The Medical Director of the International Health Care Centre, Dr. Naa Ashiley Vanderpuye-Donton has stated that high dependency on external funding as well as non-adherence to counterpart funding contributions are some of the issues bedeviling the growth of Ghana’s public health sector. She stated that although Ghana had very robust policies on public health in theory, the slow adaptation of global best practices, lack of community monitoring of programmes, poor maintenance of health infrastructure as well as the gap between policy makers and front liners were some of the contributory factors to low quality healthcare in Ghana. She however added that the concept of task sharing being implemented by the Ghana Health Service was a laudable one that needed to be applauded by all. She was speaking on the topic “the challenges and opportunities of developing good public health practices in Africa” at a public lecture organized by Webster University-Ghana campus.
Other speakers at the public lecture included the former Director of Ghana Health Service, Prof Agyeman Badu Akosa and Prof Jean-Germain Gros, visiting lecturer, Webster University – Ghana Campus.
Prof. Akosa spoke on the topic “Health Care Policy in Africa: The Pan -African Challenge”. In his presentation, he stated that an inter- ministerial desk on health was urgently needed in Ghana and Africa. This was because according to him, health needed a multi- sectoral involvement and cut across various ministries such as the Ministry of Water and Sanitation, Ministry of Housing, Ministry of Education and Ministry of Transport. He stressed that poor quality of health care was not necessarily due to financial bottlenecks and advocated for a blank sheet to be drawn in the planning of healthcare policies in Ghana (Africa) which would involve the synergization of the relevant ministries.
On his part, Prof Gros spoke on “the historical overview of health care policy in Africa”. He initially posited a strong agreement that it was a misconception for the world to think that health care was nonexistent in Africa before the advent of colonialism. He added that national health care policy could be affected by both active or passive decisions taken by national authorities and stressed that health policy was not the monopoly of governments but needed the input of Non-Governmental Organizations and other actors as well.
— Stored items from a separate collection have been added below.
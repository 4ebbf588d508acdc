use derive_more::derive::{Display, From, Into};

/// Identifies one logical processor (hardware execution context).
///
/// This matches the numeric identifier used by standard tooling of the operating system
/// (e.g. the `processor` field of `/proc/cpuinfo` or the IDs accepted by `taskset`).
///
/// The values are not guaranteed to be contiguous or to start from zero.
#[derive(Clone, Copy, Debug, Default, Display, Eq, From, Hash, Into, Ord, PartialEq, PartialOrd)]
#[display("{_0}")]
pub struct LogicalProcessor(u32);

impl LogicalProcessor {
    /// Creates a logical processor identifier from the raw OS processor number.
    #[must_use]
    #[inline]
    pub const fn new(id: u32) -> Self {
        Self(id)
    }

    /// The raw OS processor number.
    #[must_use]
    #[inline]
    pub const fn get(self) -> u32 {
        self.0
    }

    #[inline]
    pub(crate) const fn as_index(self) -> usize {
        self.0 as usize
    }
}

/// Operating system identifier of a thread, as used by affinity syscalls.
///
/// On Linux this is the kernel thread ID (`gettid()`), not the `pthread_t` handle.
pub type OsThreadId = i32;

/// A contiguous half-open range of device indices: `[starting_device, starting_device + device_count)`.
///
/// A device index is a position in the topology-ordered list of hardware threads, not a
/// processor number. Use [`CpuTopology::device()`][crate::CpuTopology::device] to map an index
/// to the hardware thread (and thereby the logical processor) it refers to.
#[derive(Clone, Copy, Debug, Display, Eq, Hash, PartialEq)]
#[display("[{starting_device}, +{device_count})")]
pub struct DeviceRange {
    /// Index of the first device in the range.
    pub starting_device: usize,

    /// Number of devices in the range.
    pub device_count: usize,
}

impl DeviceRange {
    /// Creates a range of `device_count` devices starting at `starting_device`.
    #[must_use]
    pub const fn new(starting_device: usize, device_count: usize) -> Self {
        Self {
            starting_device,
            device_count,
        }
    }

    /// One past the last device index in the range, or `None` on overflow.
    #[must_use]
    pub const fn end(&self) -> Option<usize> {
        self.starting_device.checked_add(self.device_count)
    }

    /// Whether the range contains no devices.
    #[must_use]
    pub const fn is_empty(&self) -> bool {
        self.device_count == 0
    }

    /// Iterates over the device indices in the range.
    pub fn iter(&self) -> impl Iterator<Item = usize> + use<> {
        let end = self.end().unwrap_or(usize::MAX);
        self.starting_device..end
    }
}

#[cfg(test)]
mod tests {
    use super::*;

    #[test]
    fn logical_processor_roundtrips_raw_value() {
        let p = LogicalProcessor::new(17);
        assert_eq!(p.get(), 17);
        assert_eq!(u32::from(p), 17);
        assert_eq!(LogicalProcessor::from(17), p);
        assert_eq!(p.to_string(), "17");
    }

    #[test]
    fn device_range_bounds() {
        let range = DeviceRange::new(4, 3);
        assert_eq!(range.end(), Some(7));
        assert!(!range.is_empty());
        assert_eq!(range.iter().collect::<Vec<_>>(), vec![4, 5, 6]);
        assert_eq!(range.to_string(), "[4, +3)");

        assert!(DeviceRange::new(9, 0).is_empty());
        assert_eq!(DeviceRange::new(usize::MAX, 1).end(), None);
    }
}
He stated that health care policy in Africa had gone through various changes from pre-colonial era through to the colonial and post-colonial era depending on the focus of the powers that controlled the system. He was however hopeful that Health Care Policies across Africa was evolving although he was quite skeptical that the GhS 20 ($4) yearly premium currently being paid by Ghanaians for national health insurance would be able to sustain a robust health care regime.
The main theme for the public lecture was “Health Care Policy and the crisis of Health Care Policy in Africa.”